I have the memory of a bustling mother who hosted many in the homes she inhabited over the years. She with my father were, in their stateside missionary years, hosts for missionaries in transit from their fields of work abroad to their homes for furlough. The dinner table was long and set with many inexpensive dishes that fed a crowd. My father ferried people from train, plane and boat to the home and back again. Besides food and transportation, they were busy with helping find medical resources, shopping and assisting in making connections to the next points on the itinerary. All this was done in between the rhythm of daily prayers and ongoing helpful conversation.

Another icon of hospitality for me was my first spiritual director. Her home in my imagination was a Hobbit House–cozy, warm, and full of icons of Spirit, some classic, some personal signs of her own. More important than the place was her presence. She was always smiling and welcoming, and as we talked, for over 20 years, she brought to me an attentiveness, supported by an accumulated memory of who I was and where I had been. I was not just a generic guest, but I was a particular visitor, in that sacred moment and place, whose journey was worthy of all the time and listening the hour afforded.

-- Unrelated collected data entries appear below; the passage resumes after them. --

use std::io;
use std::sync::Arc;
use std::time::Duration;

use boardsync::error::{ConfigError, ErrorCode};
use boardsync::{
    ApiError, ConnectivityMode, DrawableObject, HttpApi, LocalUser, Notice, NullTransport, Session,
    SessionError, SessionIo, Shape, Snapshot, SyncConfig, Transport, WhiteboardApi, WsTransport,
};
use clap::{Args, Parser, Subcommand};
use serde_json::Value;
use tracing::{info, warn};

#[derive(Debug, thiserror::Error)]
enum CliError {
    #[error("configuration error: {0}")]
    Config(#[from] ConfigError),
    #[error("backend error: {0}")]
    Api(#[from] ApiError),
    #[error("session error: {0}")]
    Session(#[from] SessionError),
    #[error("invalid JSON payload: {0}")]
    InvalidJson(#[from] serde_json::Error),
    #[error("an object {0} already exists")]
    Duplicate(String),
    #[error("no object with id {0}")]
    NotFound(String),
    #[error("refusing to clear without --yes")]
    ClearNotConfirmed,
    #[error("backend unreachable; change was kept locally only")]
    Offline,
}

#[derive(Parser, Debug)]
#[command(name = "boardsync", about = "Whiteboard sync client")]
struct Cli {
    /// Overrides `BOARDSYNC_API_URL`.
    #[arg(long)]
    api_url: Option<String>,

    /// Overrides `BOARDSYNC_WS_URL`.
    #[arg(long)]
    ws_url: Option<String>,

    #[arg(long, env = "BOARDSYNC_USER_ID", default_value = "cli")]
    user_id: String,

    #[arg(long, env = "BOARDSYNC_USER_NAME", default_value = "CLI")]
    user_name: String,

    #[command(subcommand)]
    command: Command,
}

#[derive(Subcommand, Debug)]
enum Command {
    /// Check backend health.
    Ping,
    /// Print the project's whiteboard objects as JSON lines.
    Show(ProjectArgs),
    /// Follow the whiteboard over the realtime transport, printing changes.
    Watch(ProjectArgs),
    /// Draw one object.
    Draw(DrawCommand),
    /// Delete one object.
    Delete {
        #[command(flatten)]
        project: ProjectArgs,
        object_id: String,
    },
    /// Delete every object.
    Clear {
        #[command(flatten)]
        project: ProjectArgs,
        #[arg(long, default_value_t = false)]
        yes: bool,
    },
}

#[derive(Args, Debug)]
struct ProjectArgs {
    #[arg(long, env = "BOARDSYNC_PROJECT")]
    project: String,
}

#[derive(Args, Debug)]
struct DrawCommand {
    #[command(flatten)]
    project: ProjectArgs,

    #[arg(long, default_value_t = 0.0)]
    x: f64,

    #[arg(long, default_value_t = 0.0)]
    y: f64,

    #[arg(long, default_value = "#000000")]
    stroke: String,

    #[arg(long, default_value = "transparent")]
    fill: String,

    #[command(subcommand)]
    shape: DrawShape,
}

#[derive(Subcommand, Debug)]
enum DrawShape {
    Rect {
        #[arg(long, default_value_t = 100.0)]
        width: f64,
        #[arg(long, default_value_t = 80.0)]
        height: f64,
    },
    Circle {
        #[arg(long, default_value_t = 40.0)]
        radius: f64,
    },
    Text {
        text: String,
        #[arg(long, default_value_t = 16.0)]
        font_size: f64,
    },
    Sticky {
        text: String,
    },
}

#[tokio::main]
async fn main() -> Result<(), CliError> {
    tracing_subscriber::fmt().with_writer(io::stderr).init();

    let cli = Cli::parse();
    let mut config = SyncConfig::from_env()?;
    if let Some(url) = cli.api_url {
        config.api_url = url.trim_end_matches('/').to_owned();
    }
    if let Some(url) = cli.ws_url {
        config.ws_url = url;
    }
    let api: Arc<dyn WhiteboardApi> = Arc::new(HttpApi::from_config(&config)?);
    let user = LocalUser::new(cli.user_id, cli.user_name);

    match cli.command {
        Command::Ping => run_ping(api.as_ref()).await,
        Command::Show(args) => run_show(&config, api, &args.project, user).await,
        Command::Watch(args) => run_watch(&config, api, &args.project, user).await,
        Command::Draw(draw) => run_draw(&config, api, draw, user).await,
        Command::Delete { project, object_id } => run_delete(&config, api, &project.project, &object_id, user).await,
        Command::Clear { project, yes } => run_clear(&config, api, &project.project, yes, user).await,
    }
}

async fn run_ping(api: &dyn WhiteboardApi) -> Result<(), CliError> {
    api.health().await?;
    println!("ok");
    Ok(())
}

async fn run_show(config: &SyncConfig, api: Arc<dyn WhiteboardApi>, project: &str, user: LocalUser) -> Result<(), CliError> {
    let session = open_session(config, api, project, user).await;
    let snapshot = session.handle.snapshot().await?;
    print_header(&snapshot);
    for object in &snapshot.objects {
        print_json(&serde_json::to_value(object)?)?;
    }
    session.close().await;
    Ok(())
}

async fn run_watch(config: &SyncConfig, api: Arc<dyn WhiteboardApi>, project: &str, user: LocalUser) -> Result<(), CliError> {
    let (transport, inbound) = match WsTransport::connect(&config.ws_url).await {
        Ok((transport, inbound)) => (Arc::new(transport) as Arc<dyn Transport>, Some(inbound)),
        Err(e) => {
            warn!(error = %e, code = e.error_code(), "realtime transport unavailable, showing local state only");
            (Arc::new(NullTransport) as Arc<dyn Transport>, None)
        }
    };
    let io = SessionIo { api, transport, inbound };
    let mut session = Session::open(config, io, project, user).await;
    let mut snapshots = session.handle.subscribe();
    print_header(&snapshots.borrow_and_update());

    loop {
        tokio::select! {
            changed = snapshots.changed() => {
                if changed.is_err() {
                    break;
                }
                let snapshot = snapshots.borrow_and_update().clone();
                eprintln!(
                    "revision {} objects {} collaborators {} pending {} mode {:?}",
                    snapshot.revision,
                    snapshot.objects.len(),
                    snapshot.collaborators.len(),
                    snapshot.pending.len(),
                    snapshot.mode,
                );
            }
            Some(notice) = session.notices.recv() => print_notice(&notice),
            _ = tokio::signal::ctrl_c() => {
                info!("interrupted");
                break;
            }
        }
    }

    session.close().await;
    Ok(())
}

async fn run_draw(config: &SyncConfig, api: Arc<dyn WhiteboardApi>, draw: DrawCommand, user: LocalUser) -> Result<(), CliError> {
    let shape = match draw.shape {
        DrawShape::Rect { width, height } => Shape::Rectangle {
            x: draw.x,
            y: draw.y,
            width,
            height,
            stroke: draw.stroke,
            stroke_width: 2.0,
            fill: draw.fill,
        },
        DrawShape::Circle { radius } => Shape::Circle {
            x: draw.x,
            y: draw.y,
            radius,
            stroke: draw.stroke,
            stroke_width: 2.0,
            fill: draw.fill,
        },
        DrawShape::Text { text, font_size } => Shape::Text {
            x: draw.x,
            y: draw.y,
            text,
            font_size,
            font_family: "Arial".into(),
            fill: draw.stroke,
        },
        DrawShape::Sticky { text } => Shape::StickyNote {
            x: draw.x,
            y: draw.y,
            width: 150.0,
            height: 150.0,
            text,
            fill: "#FFEB3B".into(),
            stroke: "#F57F17".into(),
        },
    };

    let session = open_session(config, api, &draw.project.project, user).await;
    let result = match session.handle.create_object(DrawableObject::new(String::new(), shape)).await? {
        Some(id) => finish(&session, Ok(id)).await,
        None => Err(CliError::Duplicate("with the generated id".into())),
    };
    if let Ok(id) = &result {
        println!("{id}");
    }
    session.close().await;
    result.map(|_| ())
}

async fn run_delete(
    config: &SyncConfig,
    api: Arc<dyn WhiteboardApi>,
    project: &str,
    object_id: &str,
    user: LocalUser,
) -> Result<(), CliError> {
    let session = open_session(config, api, project, user).await;
    let removed = session.handle.delete_object(object_id).await?;
    let result = if removed { finish(&session, Ok(())).await } else { Err(CliError::NotFound(object_id.to_owned())) };
    session.close().await;
    result
}

async fn run_clear(
    config: &SyncConfig,
    api: Arc<dyn WhiteboardApi>,
    project: &str,
    yes: bool,
    user: LocalUser,
) -> Result<(), CliError> {
    if !yes {
        return Err(CliError::ClearNotConfirmed);
    }
    let session = open_session(config, api, project, user).await;
    let removed = session.handle.clear_all(true).await?;
    let result = finish(&session, Ok(removed)).await;
    if let Ok(removed) = &result {
        println!("removed {removed}");
    }
    session.close().await;
    result.map(|_| ())
}

async fn open_session(
    config: &SyncConfig,
    api: Arc<dyn WhiteboardApi>,
    project: &str,
    user: LocalUser,
) -> Session {
    let io = SessionIo { api, transport: Arc::new(NullTransport), inbound: None };
    Session::open(config, io, project, user).await
}

/// Wait for backend writes to settle and turn offline or failed writes into
/// an error, since a one-shot command has nowhere else to report them.
async fn finish<T>(session: &Session, outcome: Result<T, CliError>) -> Result<T, CliError> {
    let value = outcome?;
    tokio::time::timeout(Duration::from_secs(30), session.handle.settled())
        .await
        .map_err(|_| CliError::Offline)??;
    let snapshot = session.handle.snapshot().await?;
    if snapshot.offline_only || snapshot.mode == ConnectivityMode::Offline {
        return Err(CliError::Offline);
    }
    Ok(value)
}

fn print_header(snapshot: &Snapshot) {
    eprintln!(
        "whiteboard {} ({} objects, {:?}{})",
        snapshot.whiteboard_id,
        snapshot.objects.len(),
        snapshot.mode,
        if snapshot.offline_only { ", offline only" } else { "" },
    );
}

fn print_notice(notice: &Notice) {
    match notice {
        Notice::Error { code, message } => eprintln!("error [{code}]: {message}"),
        Notice::Repaired { recovered, dropped } => {
            eprintln!("repaired whiteboard: {recovered} recovered, {dropped} duplicates dropped");
        }
    }
}

fn print_json(value: &Value) -> Result<(), CliError> {
    println!("{}", serde_json::to_string(value)?);
    Ok(())
}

As I turn into Holy Week this weekend, I am drawn to the occasions when Jesus was offered hospitality–the supper where his feet are anointed by a woman who did what she could; a Passover meal in an upper room, where he welcomed his beloved one by washing their feet; a sharing of a loaf of bread and a cup of wine, his icons of himself, given to those around the table. On each occasion, someone prepared the material of the meal and the place for eating it in readiness for the welcome. And in each, someone, Jesus, became the host in attending the the deep need of Spirit, for a sacred space and sacred moment in which to experience the Spirit.

In this Holy Week ahead of me, I would like to exercise hospitality of Spirit–by welcoming those who are brought to me, prepared for what they might need–a cold cup of water, a listening ear, a shelter from the storm. And I would like to offer my presence to each one–listening for words or no words, receiving their stories with Grace. I also ask for an awareness of how the Spirit is the container for each visit, and be able to have eyes to see and ears to see how the Spirit is moving and prodding and comforting each one. so that I can join that movement in grounding us in energy, imagination and Love.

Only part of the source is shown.